### WHAT YOU HAVE TO DO
Return exactly the lines of the records below, starting at the line that contains "pub enum FmtStyle" and ending at the line that contains "pub fn with_writer(self, writer: FmtLayer)", with both of those lines kept.

### EXTRACTED DATA
.....

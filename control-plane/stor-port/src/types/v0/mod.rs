#![allow(clippy::derive_partial_eq_without_eq)]

/// All the "transport" types which allow the backup components to interact with each other
/// and with the controller and replicas of the volume.
pub mod transport;
use tracing_subscriber::{layer::SubscriberExt, util::SubscriberInitExt, EnvFilter, Registry};

/// Fmt Layer for console output.
#[derive(Debug, Clone, Copy)]
pub enum FmtLayer {
    /// Output traces to stdout.
    Stdout,
    /// Output traces to stderr.
    Stderr,
    /// Don't output traces to console.
    None,
}

/// Tracing telemetry style.
#[derive(Debug, Clone, Copy, strum_macros::EnumString, strum_macros::AsRefStr)]
#[strum(serialize_all = "lowercase")]
pub enum FmtStyle {
    /// Compact style.
    Compact,
    /// Pretty Style.
    Pretty,
    /// JSON Style.
    Json,
}

/// The filter applied to all layers, taken from `RUST_LOG` or defaulting to the
/// given level.
pub fn rust_log_filter(default_level: &str) -> EnvFilter {
    EnvFilter::try_from_default_env().unwrap_or_else(|_| EnvFilter::new(default_level))
}

/// Tracing telemetry builder.
pub struct TracingTelemetry {
    writer: FmtLayer,
    style: FmtStyle,
    colours: bool,
    level: String,
}

impl TracingTelemetry {
    /// Tracing telemetry default builder.
    pub fn builder() -> Self {
        Self {
            writer: FmtLayer::Stdout,
            style: FmtStyle::Pretty,
            colours: true,
            level: crate::DEFAULT_LOG_LEVEL.to_string(),
        }
    }
    /// Specify writer stream.
    pub fn with_writer(self, writer: FmtLayer) -> TracingTelemetry {
        TracingTelemetry { writer, ..self }
    }
    /// Specify style.
    pub fn with_style(self, style: FmtStyle) -> TracingTelemetry {
        TracingTelemetry { style, ..self }
    }
    /// Specify whether colour is needed or not.
    pub fn with_colours(self, colours: bool) -> TracingTelemetry {
        TracingTelemetry { colours, ..self }
    }
    /// Specify the level used when `RUST_LOG` is not set.
    pub fn with_default_level(self, level: impl Into<String>) -> TracingTelemetry {
        TracingTelemetry {
            level: level.into(),
            ..self
        }
    }

    /// Initialize the telemetry instance.
    pub fn init(self, service_name: &str) {
        let stdout = tracing_subscriber::fmt::layer()
            .with_writer(std::io::stdout)
            .with_ansi(self.colours);
        let stderr = tracing_subscriber::fmt::layer()
            .with_writer(std::io::stderr)
            .with_ansi(self.colours);

        let subscriber = Registry::default().with(rust_log_filter(&self.level));

        match (self.writer, self.style) {
            (FmtLayer::Stderr, FmtStyle::Compact) => subscriber.with(stderr.compact()).init(),
            (FmtLayer::Stdout, FmtStyle::Compact) => subscriber.with(stdout.compact()).init(),
            (FmtLayer::Stderr, FmtStyle::Pretty) => subscriber.with(stderr.pretty()).init(),
            (FmtLayer::Stdout, FmtStyle::Pretty) => subscriber.with(stdout.pretty()).init(),
            (FmtLayer::Stderr, FmtStyle::Json) => subscriber.with(stderr.json()).init(),
            (FmtLayer::Stdout, FmtStyle::Json) => subscriber.with(stdout.json()).init(),
            (FmtLayer::None, _) => subscriber.init(),
        };
        tracing::debug!(service = service_name, "Tracing initialised");
    }
}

.....

### FINAL ANSWER
pub enum FmtStyle {
    /// Compact style.
    Compact,
    /// Pretty Style.
    Pretty,
    /// JSON Style.
    Json,
}

/// The filter applied to all layers, taken from `RUST_LOG` or defaulting to the
/// given level.
pub fn rust_log_filter(default_level: &str) -> EnvFilter {
    EnvFilter::try_from_default_env().unwrap_or_else(|_| EnvFilter::new(default_level))
}

/// Tracing telemetry builder.
pub struct TracingTelemetry {
    writer: FmtLayer,
    style: FmtStyle,
    colours: bool,
    level: String,
}

impl TracingTelemetry {
    /// Tracing telemetry default builder.
    pub fn builder() -> Self {
        Self {
            writer: FmtLayer::Stdout,
            style: FmtStyle::Pretty,
            colours: true,
            level: crate::DEFAULT_LOG_LEVEL.to_string(),
        }
    }
    /// Specify writer stream.
    pub fn with_writer(self, writer: FmtLayer) -> TracingTelemetry {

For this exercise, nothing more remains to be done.